異世界で不老不死に転生したのに余命宣告されました



「で、でも、もっと先まで一緒にいられたとしても、オレは君に家族を作ってあげることはできない。君に幸せになってもらいたいのは、オレもバージュ博士と同じなんだよ」
「あなたが家族になってくれたらそれでいいわ」

 またしても間髪入れずに、否定されてすっかり調子が狂ってしまう。

「え、いや、あの、女の子って子供がほしいとか思うんじゃないの?」
「子供ならたくさんいるもの」
「は?」
「ムートンにトロロンに、あなたもそうね。これからもっと増えるかもしれないわ。別に人間の子供にこだわることないじゃない」
「あ、そ、そう……」

 まぁ、オレって解脱しちゃってるから、このまま清らかな関係でいつづけても別に苦にはならないけど。
 って、違う! 清らかだろうが薄汚れていようが、特別な相手になってしまうのが問題なんだ。

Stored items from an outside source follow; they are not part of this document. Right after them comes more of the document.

impl Checker for SetOperation {
    fn rule_tag(&self) -> &'static str {
        "set_operation"
    }

    fn dispatch(&self) -> Dispatch {
        Dispatch::Ast
    }

    fn check(&self, input: &CheckInput<'_>, result: &mut ValidationResult) {
        let Statement::Select(select) = input.statement else {
            return;
        };
        if !self.config.enabled {
            return;
        }
        for op in &select.set_operations {
            let allowed = self.config.allowed.iter().any(|a| a.eq_ignore_ascii_case(&op.operator));
            if allowed {
                continue;
            }
            let variant = if op.all {
                format!("{} ALL", op.operator)
            } else {
                op.operator.clone()
            };
            result.add_violation(Violation {
                risk:       self.config.risk,
                message:    format!("set_operation: {variant} is not on the configured allowlist"),
                suggestion: Some("replace the set operation with an explicit JOIN, or allowlist it".to_string()),
                rule_tag:   self.rule_tag().to_string()
            });
        }
    }
}

/// `--`, `/* ... */`, or `#` comments outside string literals. Oracle-style
/// `/*+ ... */` hints are permitted when `allow_hint_comments` is set.
/// MyBatis placeholders (`#{...}`, `${...}`) are never comments.
pub struct SqlComment {
    config: SqlCommentConfig
}

impl SqlComment {
    pub fn new(config: SqlCommentConfig) -> Self {
        Self {
            config
        }
    }
}

impl Checker for SqlComment {
    fn rule_tag(&self) -> &'static str {
        "sql_comment"
    }

    fn dispatch(&self) -> Dispatch {
        Dispatch::RawText
    }

    fn check(&self, input: &CheckInput<'_>, result: &mut ValidationResult) {
        if self.config.enabled
            && sql_text::has_disallowed_comment(input.ctx.sql(), self.config.allow_hint_comments)
        {
            result.add_violation(Violation {
                risk:       self.config.risk,
                message:    "sql_comment: statement contains a comment outside any string literal".to_string(),
                suggestion: Some("remove comments from executed SQL text".to_string()),
                rule_tag:   self.rule_tag().to_string()
            });
        }
    }
}

/// `INTO OUTFILE`/`INTO DUMPFILE` outside a string literal. Oracle's
/// `SELECT ... INTO <var>` (no OUTFILE/DUMPFILE keyword) must not trigger.
pub struct IntoOutfile {
    config: IntoOutfileConfig
}

impl IntoOutfile {
    pub fn new(config: IntoOutfileConfig) -> Self {
        Self {
            config
        }
    }
}

impl Checker for IntoOutfile {
    fn rule_tag(&self) -> &'static str {
        "into_outfile"
    }

    fn dispatch(&self) -> Dispatch {
        Dispatch::RawText
    }

    fn check(&self, input: &CheckInput<'_>, result: &mut ValidationResult) {
        if !self.config.enabled {
            return;
        }
        let masked = sql_text::code_only_uppercase(input.ctx.sql());
        if masked.contains("INTO OUTFILE") || masked.contains("INTO DUMPFILE") {
            result.add_violation(Violation {
                risk:       self.config.risk,
                message:    "into_outfile: statement writes query results to the filesystem".to_string(),
                suggestion: Some("remove the INTO OUTFILE/DUMPFILE clause".to_string()),
                rule_tag:   self.rule_tag().to_string()
            });
        }
    }
}

/// Any `Ddl(*)` variant not in `allowed_operations`.
pub struct DdlOperation {
    config: DdlOperationConfig
}

impl DdlOperation {
    pub fn new(config: DdlOperationConfig) -> Self {
        Self {
            config
        }
    }
}

impl Checker for DdlOperation {
    fn rule_tag(&self) -> &'static str {
        "ddl_operation"
    }

    fn dispatch(&self) -> Dispatch {
        Dispatch::Ast
    }

    fn check(&self, input: &CheckInput<'_>, result: &mut ValidationResult) {
        let Statement::Ddl(ddl) = input.statement else {
            return;
        };
        if !self.config.enabled {
            return;
        }
        let keyword = ddl.kind.to_string();
        let allowed = self.config.allowed_operations.iter().any(|a| a.eq_ignore_ascii_case(&keyword));
        if !allowed {
            result.add_violation(Violation {
                risk:       self.config.risk,
                message:    format!("ddl_operation: {keyword} is not on the configured allowlist"),
                suggestion: Some("run DDL through a migration tool instead of the hot path".to_string()),
                rule_tag:   self.rule_tag().to_string()
            });
        }
    }
}

/// Recursive walk of every reachable [`sqlparser::ast::Function`] node,
/// flagging names on a configured denylist (`load_file`, `sys_exec`, ...).
pub struct DangerousFunction {
    config: DangerousFunctionConfig
}

impl DangerousFunction {
    pub fn new(config: DangerousFunctionConfig) -> Self {
        Self {
            config
        }
    }
}

impl Checker for DangerousFunction {
    fn rule_tag(&self) -> &'static str {
        "dangerous_function"
    }

    fn dispatch(&self) -> Dispatch {
        Dispatch::Ast
    }

    fn check(&self, input: &CheckInput<'_>, result: &mut ValidationResult) {
        if !self.config.enabled {
            return;
        }
        let mut seen = HashSet::new();
        for name in input.statement.function_names() {
            if !seen.insert(name.clone()) {
                continue;
            }
            if self.config.functions.iter().any(|f| f.eq_ignore_ascii_case(name)) {
                result.add_violation(Violation {
                    risk:       self.config.risk,
                    message:    format!("dangerous_function: call to `{name}` is denylisted"),
                    suggestion: Some("remove the call or route it through an audited code path".to_string()),
                    rule_tag:   self.rule_tag().to_string()
                });
            }
        }
    }
}

/// A stored-procedure call statement (`CALL`/`EXEC`/`EXECUTE` at the
/// statement start). A function call inside a `SELECT` projection is not a
/// procedure call and does not reach here (it's a different AST variant).
pub struct CallStatement {
    config: CallStatementConfig
}

impl CallStatement {
    pub fn new(config: CallStatementConfig) -> Self {
        Self {
            config
        }
    }
}

impl Checker for CallStatement {
    fn rule_tag(&self) -> &'static str {
        "call_statement"
    }

    fn dispatch(&self) -> Dispatch {
        Dispatch::Ast
    }

    fn check(&self, input: &CheckInput<'_>, result: &mut ValidationResult) {
        if self.config.enabled && matches!(input.statement, Statement::Execute(_)) {
            result.add_violation(Violation {
                risk:       self.config.risk,
                message:    "call_statement: statement invokes a stored procedure".to_string(),
                suggestion: Some("review the called procedure's own safety separately".to_string()),
                rule_tag:   self.rule_tag().to_string()
            });
        }
    }
}

const METADATA_KEYWORDS: &[&str] = &["SHOW", "DESCRIBE", "DESC", "USE"];

/// A leading `SHOW`/`DESCRIBE`/`DESC`/`USE` not on `allowed_statements`.
/// `SELECT ... FROM information_schema.*` has a leading `SELECT`, not one of
/// these keywords, and is unaffected.
pub struct MetadataStatement {
    config: MetadataStatementConfig
}

impl MetadataStatement {
    pub fn new(config: MetadataStatementConfig) -> Self {
        Self {
            config
        }
    }
}

impl Checker for MetadataStatement {
    fn rule_tag(&self) -> &'static str {
        "metadata_statement"
    }

    fn dispatch(&self) -> Dispatch {
        Dispatch::RawText
    }

    fn check(&self, input: &CheckInput<'_>, result: &mut ValidationResult) {
        if !self.config.enabled {
            return;
        }
        let Some(keyword) = leading_keyword(input.ctx.sql()) else {
            return;
        };
        if !METADATA_KEYWORDS.contains(&keyword.as_str()) {
            return;
        }
        if self.config.allowed_statements.iter().any(|a| a.eq_ignore_ascii_case(&keyword)) {
            return;
        }
        result.add_violation(Violation {
            risk:       self.config.risk,
            message:    format!("metadata_statement: {keyword} is not on the configured allowlist"),
            suggestion: Some("allowlist the statement or remove it from the hot path".to_string()),
            rule_tag:   self.rule_tag().to_string()
        });
    }
}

「余命宣告が無効になったんたら、オレには永遠ともいえる時間があるんだろ? 一緒にいた時間が幸せであるほど、君がいなくなった後の時間が無意味に感じられるよ。それはオレが辛い」
「私がいなくなった後の時間は三日間しかないわよ」
「へ?」
「バージュモデルって寿命が設定できるの。私が死んで三日経ったら、あなたは機能を停止してメモリと人格はリセットされるわ。喪失感を味わって悲観している暇なんてないわよ」
「オレ、リズと連動して死んじゃうの?」
「そうよ」

 そこまで人間らしさを追求しているとは。